> AIM OF THE TASK: Pull every line with "that" from the entries below.

Stored data entries:
-- Opening Marker --
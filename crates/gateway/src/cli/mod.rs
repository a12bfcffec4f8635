pub mod config;
pub mod doctor;

use clap::{Parser, Subcommand};

/// agentcore — an agentic AI gateway.
#[derive(Debug, Parser)]
#[command(name = "agentcore", version, about)]
pub struct Cli {
    #[command(subcommand)]
    pub command: Option<Command>,
}

#[derive(Debug, Subcommand)]
pub enum Command {
    /// Start the gateway server (default when no subcommand is given).
    Serve,
    /// Run diagnostic checks against the current configuration.
    Doctor,
    /// Configuration utilities.
    #[command(subcommand)]
    Config(ConfigCommand),
    /// Print version information.
    Version,
}

#[derive(Debug, Subcommand)]
pub enum ConfigCommand {
    /// Parse the config file and report any errors.
    Validate,
    /// Dump the resolved configuration (with defaults) as TOML.
    Show,
}

// ── Config loading helper ─────────────────────────────────────────────

/// Load the configuration from the path specified by `AGENTCORE_CONFIG` (or
/// `config.toml` by default).  Returns the parsed [`Config`] and the
/// path that was used.
///
/// This is shared by `serve`, `doctor`, and `config` subcommands so the
/// logic lives in one place.
pub fn load_config() -> anyhow::Result<(ac_domain::config::Config, String)> {
    let config_path =
        std::env::var("AGENTCORE_CONFIG").unwrap_or_else(|_| "config.toml".into());

    let config = if std::path::Path::new(&config_path).exists() {
        let raw = std::fs::read_to_string(&config_path)
            .map_err(|e| anyhow::anyhow!("reading {config_path}: {e}"))?;
        toml::from_str(&raw)
            .map_err(|e| anyhow::anyhow!("parsing {config_path}: {e}"))?
    } else {
        ac_domain::config::Config::default()
    };

    Ok((config, config_path))
}
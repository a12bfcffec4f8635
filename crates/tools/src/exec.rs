//! Exec tool — spawn a command foreground or background.
//!
//! OpenClaw semantics:
//! - Foreground: run command, wait up to `yield_ms`, return output.
//! - Background: spawn command, return immediately with session ID + initial tail.
//! - If foreground exceeds `yield_ms`, auto-background and return session ID.

use std::sync::Arc;

use chrono::Utc;
use serde::{Deserialize, Serialize};
use tokio::io::{AsyncBufReadExt, AsyncWriteExt, BufReader};
use tokio::process::Command;
use tokio::sync::{mpsc, Notify};

use crate::manager::{
    OutputBuffer, ProcessManager, ProcessSession, ProcessStatus, StdinMessage,
};

/// Default time a foreground call waits before auto-backgrounding, when the
/// caller doesn't override `yield_ms`.
const DEFAULT_YIELD_MS: u64 = 2_000;

// ━━━━━━━━━━━━━━━━━━━━━━━━━━━━━━━━━━━━━━━━━━━━━━━━━━━━━━━━━━━━━━━━━━
// Request / Response
// ━━━━━━━━━━━━━━━━━━━━━━━━━━━━━━━━━━━━━━━━━━━━━━━━━━━━━━━━━━━━━━━━━━

#[derive(Debug, Clone, Deserialize)]
pub struct ExecRequest {
    pub command: String,
    #[serde(default)]
    pub background: bool,
    /// Override yield time (ms).  0 = wait forever (foreground).
    pub yield_ms: Option<u64>,
    /// Override hard timeout (seconds).
    pub timeout_sec: Option<u64>,
    /// Working directory.
    #[serde(default)]
    pub workdir: Option<String>,
    /// Extra environment variables.
    #[serde(default)]
    pub env: Option<std::collections::HashMap<String, String>>,
}

#[derive(Debug, Clone, Serialize)]
pub struct ExecResponse {
    pub status: ProcessStatus,
    #[serde(skip_serializing_if = "Option::is_none")]
    pub exit_code: Option<i32>,
    #[serde(skip_serializing_if = "Option::is_none")]
    pub output: Option<String>,
    #[serde(skip_serializing_if = "Option::is_none")]
    pub session_id: Option<String>,
    #[serde(skip_serializing_if = "Option::is_none")]
    pub tail: Option<String>,
}

// ━━━━━━━━━━━━━━━━━━━━━━━━━━━━━━━━━━━━━━━━━━━━━━━━━━━━━━━━━━━━━━━━━━
// Exec logic
// ━━━━━━━━━━━━━━━━━━━━━━━━━━━━━━━━━━━━━━━━━━━━━━━━━━━━━━━━━━━━━━━━━━

/// Check if an environment variable name is dangerous to override.
pub(crate) fn is_dangerous_env_var(name: &str) -> bool {
    const BLOCKED: &[&str] = &[
        "LD_PRELOAD", "LD_LIBRARY_PATH", "LD_AUDIT",
        "DYLD_INSERT_LIBRARIES", "DYLD_LIBRARY_PATH", "DYLD_FRAMEWORK_PATH",
        "PATH", "HOME", "USER", "SHELL",
        "SSH_AUTH_SOCK", "SSH_AGENT_PID",
        "PYTHONPATH", "PYTHONSTARTUP", "PYTHONHOME",
        "NODE_PATH", "NODE_OPTIONS",
        "RUBYLIB", "RUBYOPT",
        "PERL5LIB", "PERL5OPT",
        "CLASSPATH",
        "BASH_ENV", "ENV", "CDPATH",
        "IFS",
    ];
    let upper = name.to_ascii_uppercase();
    BLOCKED.contains(&upper.as_str())
}

/// Execute a command, returning either the completed output (foreground)
/// or a session ID (background / auto-backgrounded).
pub async fn exec(
    manager: &ProcessManager,
    req: ExecRequest,
) -> ExecResponse {
    let cfg = manager.config();
    let yield_ms = if req.background {
        0 // immediate background
    } else {
        req.yield_ms.unwrap_or(DEFAULT_YIELD_MS)
    };
    let timeout_sec = req.timeout_sec.unwrap_or(cfg.timeout_sec);

    // Spawn the child process.
    let session_id = uuid::Uuid::new_v4().to_string();
    let mut cmd = Command::new("sh");
    cmd.arg("-c").arg(&req.command);
    cmd.stdout(std::process::Stdio::piped());
    cmd.stderr(std::process::Stdio::piped());
    cmd.stdin(std::process::Stdio::piped());

    if let Some(ref wd) = req.workdir {
        cmd.current_dir(wd);
    }
    if let Some(ref env) = req.env {
        for (k, v) in env {
            if is_dangerous_env_var(k) {
                return ExecResponse {
                    status: ProcessStatus::Failed,
                    exit_code: None,
                    output: Some(format!("environment variable '{k}' is blocked by security policy")),
                    session_id: None,
                    tail: None,
                };
            }
            cmd.env(k, v);
        }
    }

    let child = match cmd.spawn() {
        Ok(c) => c,
        Err(e) => {
            return ExecResponse {
                status: ProcessStatus::Failed,
                exit_code: None,
                output: Some(format!("failed to spawn: {e}")),
                session_id: None,
                tail: None,
            };
        }
    };

    // Create the session.
    let (stdin_tx, stdin_rx) = mpsc::channel::<StdinMessage>(32);
    let (kill_tx, kill_rx) = mpsc::channel::<()>(1);

    let session = ProcessSession {
        id: session_id.clone(),
        command: req.command.clone(),
        workdir: req.workdir.clone(),
        started_at: Utc::now(),
        finished_at: None,
        status: ProcessStatus::Running,
        exit_code: None,
        output: OutputBuffer::new(cfg.max_output_chars),
        stdin_tx: Some(stdin_tx),
        kill_tx: Some(kill_tx),
        name: None,
    };

    let session_arc = manager.register(session);

    // Notify used to wake the foreground waiter when the process finishes,
    // eliminating the need for a 50ms polling loop.
    let done_notify = Arc::new(Notify::new());

    // Spawn the background monitoring task.
    spawn_monitor(child, session_arc.clone(), stdin_rx, kill_rx, timeout_sec, done_notify.clone());

    // If background: return immediately.
    if req.background {
        return ExecResponse {
            status: ProcessStatus::Running,
            exit_code: None,
            output: None,
            session_id: Some(session_id),
            tail: Some(String::new()),
        };
    }

    // Foreground: wait for completion or yield deadline, whichever comes first.
    let yield_dur = if yield_ms > 0 {
        std::time::Duration::from_millis(yield_ms)
    } else {
        // "0 yield" with foreground: wait up to timeout_sec
        std::time::Duration::from_secs(timeout_sec)
    };

    tokio::select! {
        _ = done_notify.notified() => {
            let s = session_arc.read();
            ExecResponse {
                status: s.status,
                exit_code: s.exit_code,
                output: Some(s.output.combined.clone()),
                session_id: None,
                tail: None,
            }
        }
        _ = tokio::time::sleep(yield_dur) => {
            // Auto-background: process is still running.
            let tail = session_arc.read().output.tail(20);
            ExecResponse {
                status: ProcessStatus::Running,
                exit_code: None,
                output: None,
                session_id: Some(session_id),
                tail: Some(tail),
            }
        }
    }
}

/// Spawn the background task that monitors the child process.
fn spawn_monitor(
    mut child: tokio::process::Child,
    session: Arc<parking_lot::RwLock<ProcessSession>>,
    mut stdin_rx: mpsc::Receiver<StdinMessage>,
    mut kill_rx: mpsc::Receiver<()>,
    timeout_sec: u64,
    done_notify: Arc<Notify>,
) {
    let stdout = child.stdout.take();
    let stderr = child.stderr.take();
    let stdin = child.stdin.take();

    tokio::spawn(async move {
        // Stdout reader.
        let session_out = session.clone();
        let stdout_task = tokio::spawn(async move {
            if let Some(stdout) = stdout {
                let mut reader = BufReader::new(stdout).lines();
                while let Ok(Some(line)) = reader.next_line().await {
                    let mut s = session_out.write();
                    s.output.push(&line);
                    s.output.push("\n");
                }
            }
        });

        // Stderr reader (merged into combined output).
        let session_err = session.clone();
        let stderr_task = tokio::spawn(async move {
            if let Some(stderr) = stderr {
                let mut reader = BufReader::new(stderr).lines();
                while let Ok(Some(line)) = reader.next_line().await {
                    let mut s = session_err.write();
                    s.output.push(&line);
                    s.output.push("\n");
                }
            }
        });

        // Stdin writer.
        let stdin_task = tokio::spawn(async move {
            if let Some(mut stdin) = stdin {
                while let Some(msg) = stdin_rx.recv().await {
                    match msg {
                        StdinMessage::Data(data) => {
                            let _ = stdin.write_all(&data).await;
                            let _ = stdin.flush().await;
                        }
                        StdinMessage::Eof => {
                            drop(stdin);
                            return;
                        }
                    }
                }
            }
        });

        // Wait for process to exit, kill signal, or timeout.
        let timeout_dur = std::time::Duration::from_secs(timeout_sec);
        let status;

        tokio::select! {
            result = child.wait() => {
                let _ = stdout_task.await;
                let _ = stderr_task.await;
                stdin_task.abort();

                match result {
                    Ok(exit) => {
                        let mut s = session.write();
                        s.exit_code = exit.code();
                        s.status = ProcessStatus::Finished;
                        s.finished_at = Some(Utc::now());
                        s.stdin_tx = None;
                        s.kill_tx = None;
                        status = ProcessStatus::Finished;
                    }
                    Err(e) => {
                        let mut s = session.write();
                        s.output.push(&format!("\n[process error: {e}]"));
                        s.status = ProcessStatus::Failed;
                        s.finished_at = Some(Utc::now());
                        s.stdin_tx = None;
                        s.kill_tx = None;
                        status = ProcessStatus::Failed;
                    }
                }
            }
            _ = kill_rx.recv() => {
                let _ = child.kill().await;
                let _ = stdout_task.await;
                let _ = stderr_task.await;
                stdin_task.abort();

                let mut s = session.write();
                s.output.push("\n[killed]");
                s.status = ProcessStatus::Killed;
                s.finished_at = Some(Utc::now());
                s.stdin_tx = None;
                s.kill_tx = None;
                status = ProcessStatus::Killed;
            }
            _ = tokio::time::sleep(timeout_dur) => {
                let _ = child.kill().await;
                let _ = stdout_task.await;
                let _ = stderr_task.await;
                stdin_task.abort();

                let mut s = session.write();
                s.output.push("\n[timed out]");
                s.status = ProcessStatus::TimedOut;
                s.finished_at = Some(Utc::now());
                s.stdin_tx = None;
                s.kill_tx = None;
                status = ProcessStatus::TimedOut;
            }
        }

        // Wake any foreground waiter.
        done_notify.notify_waiters();

        tracing::debug!(
            session_id = %session.read().id,
            status = ?status,
            "process monitor completed"
        );
    });
}
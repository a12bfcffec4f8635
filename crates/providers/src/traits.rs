//! The minimal interface the Context Manager (C6) and Agent Loop (C8) need
//! to drive an LLM: given a system prompt, a tool catalog, and the turn
//! history so far, produce (or stream) the next assistant turn.

use ac_domain::error::Result;
use ac_domain::message::Turn;
use ac_domain::stream::{BoxStream, StreamEvent, Usage};
use ac_domain::tool::ToolDefinition;

/// One call to a provider's chat/messages endpoint.
#[derive(Debug, Clone)]
pub struct GenerateRequest {
    pub system_prompt: Option<String>,
    pub history: Vec<Turn>,
    pub tools: Vec<ToolDefinition>,
    pub model: String,
    pub max_tokens: Option<u32>,
    pub temperature: Option<f32>,
    /// Forwarded to providers that support extended/interleaved thinking.
    pub thinking_budget_tokens: Option<u32>,
}

/// A completed (non-streaming) assistant turn.
#[derive(Debug, Clone)]
pub struct GenerateResponse {
    pub turn: Turn,
    pub usage: Option<Usage>,
    pub finish_reason: Option<String>,
}

/// A provider adapter: one implementation per wire format (Anthropic
/// Messages, OpenAI-compatible chat completions, Gemini generateContent).
///
/// Deliberately narrow — no embeddings, no capability negotiation. Anything
/// role-based (planner vs. executor model selection) is the registry's job,
/// not the adapter's.
#[async_trait::async_trait]
pub trait LlmProvider: Send + Sync {
    async fn generate(&self, req: GenerateRequest) -> Result<GenerateResponse>;

    async fn generate_stream(
        &self,
        req: GenerateRequest,
    ) -> Result<BoxStream<'static, Result<StreamEvent>>>;

    fn provider_id(&self) -> &str;
}
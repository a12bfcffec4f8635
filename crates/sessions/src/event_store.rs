//! Persisted `event` table (§3/§6): one append-only `<session_id>.jsonl` log
//! per session, indexed implicitly by file-order (== `(session_id,
//! timestamp)` order). Grounded on the append-only JSONL transcript pattern
//! used elsewhere in this codebase for session-scoped logs.

use std::path::{Path, PathBuf};
use std::sync::Arc;

use ac_domain::error::{Error, Result};
use ac_domain::event::Event;
use parking_lot::Mutex;
use uuid::Uuid;

/// Append-only, per-session JSONL event log.
pub struct EventStore {
    dir: PathBuf,
    /// One lock per session keeps concurrent appends to different sessions
    /// from blocking each other while still serializing writes to the same
    /// file (a session's Agent Loop is its log's single writer anyway).
    locks: Mutex<std::collections::HashMap<Uuid, Arc<Mutex<()>>>>,
}

impl EventStore {
    pub fn new(root: impl AsRef<Path>) -> Result<Self> {
        let dir = root.as_ref().join("events");
        std::fs::create_dir_all(&dir).map_err(Error::Io)?;
        Ok(Self {
            dir,
            locks: Mutex::new(std::collections::HashMap::new()),
        })
    }

    fn path_for(&self, session_id: Uuid) -> PathBuf {
        self.dir.join(format!("{session_id}.jsonl"))
    }

    fn lock_for(&self, session_id: Uuid) -> Arc<Mutex<()>> {
        self.locks
            .lock()
            .entry(session_id)
            .or_insert_with(|| Arc::new(Mutex::new(())))
            .clone()
    }

    /// Append one event to its session's log.
    pub async fn append(&self, event: &Event) -> Result<()> {
        let path = self.path_for(event.session_id);
        let guard = self.lock_for(event.session_id);
        let line = serde_json::to_string(event).map_err(Error::Json)?;

        tokio::task::spawn_blocking(move || {
            let _held = guard.lock();
            use std::io::Write;
            let mut file = std::fs::OpenOptions::new()
                .create(true)
                .append(true)
                .open(&path)
                .map_err(Error::Io)?;
            writeln!(file, "{line}").map_err(Error::Io)
        })
        .await
        .map_err(|e| Error::Other(e.to_string()))?
    }

    /// Read the full event log for a session, in production order.
    pub fn read_all(&self, session_id: Uuid) -> Vec<Event> {
        let path = self.path_for(session_id);
        let Ok(raw) = std::fs::read_to_string(&path) else {
            return Vec::new();
        };
        raw.lines()
            .filter_map(|line| serde_json::from_str(line).ok())
            .collect()
    }

    /// Delete the event tail at and after `cutoff_id` (inclusive), used by
    /// `edit_query` to drop the most recent turn's events from storage
    /// before a fresh query begins. Rewrites the file with the surviving
    /// prefix.
    pub async fn delete_tail_from(&self, session_id: Uuid, cutoff_id: Uuid) -> Result<()> {
        let mut events = self.read_all(session_id);
        if let Some(pos) = events.iter().position(|e| e.id == cutoff_id) {
            events.truncate(pos);
        }
        let path = self.path_for(session_id);
        let guard = self.lock_for(session_id);

        tokio::task::spawn_blocking(move || {
            let _held = guard.lock();
            let mut out = String::new();
            for event in &events {
                if let Ok(line) = serde_json::to_string(event) {
                    out.push_str(&line);
                    out.push('\n');
                }
            }
            std::fs::write(&path, out).map_err(Error::Io)
        })
        .await
        .map_err(|e| Error::Other(e.to_string()))?
    }
}

#[cfg(test)]
mod tests {
    use super::*;
    use ac_domain::event::EventKind;

    #[tokio::test]
    async fn append_then_read_all_preserves_order() {
        let dir = tempfile::tempdir().unwrap();
        let store = EventStore::new(dir.path()).unwrap();
        let sid = Uuid::new_v4();
        let e1 = Event::new(sid, EventKind::Processing);
        let e2 = Event::new(sid, EventKind::Pong);
        store.append(&e1).await.unwrap();
        store.append(&e2).await.unwrap();

        let all = store.read_all(sid);
        assert_eq!(all.len(), 2);
        assert_eq!(all[0].id, e1.id);
        assert_eq!(all[1].id, e2.id);
    }

    #[tokio::test]
    async fn delete_tail_from_truncates_at_cutoff() {
        let dir = tempfile::tempdir().unwrap();
        let store = EventStore::new(dir.path()).unwrap();
        let sid = Uuid::new_v4();
        let e1 = Event::new(sid, EventKind::UserMessage { text: "a".into() });
        let e2 = Event::new(sid, EventKind::AssistantText { text: "b".into() });
        let e3 = Event::new(sid, EventKind::UserMessage { text: "c".into() });
        store.append(&e1).await.unwrap();
        store.append(&e2).await.unwrap();
        store.append(&e3).await.unwrap();

        store.delete_tail_from(sid, e2.id).await.unwrap();

        let remaining = store.read_all(sid);
        assert_eq!(remaining.len(), 1);
        assert_eq!(remaining[0].id, e1.id);
    }
}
-- Closing Marker --
> EXPECTED OUTPUT:
/// path that was used.
/// Spawn the background task that monitors the child process.
    /// Forwarded to providers that support extended/interleaved thinking.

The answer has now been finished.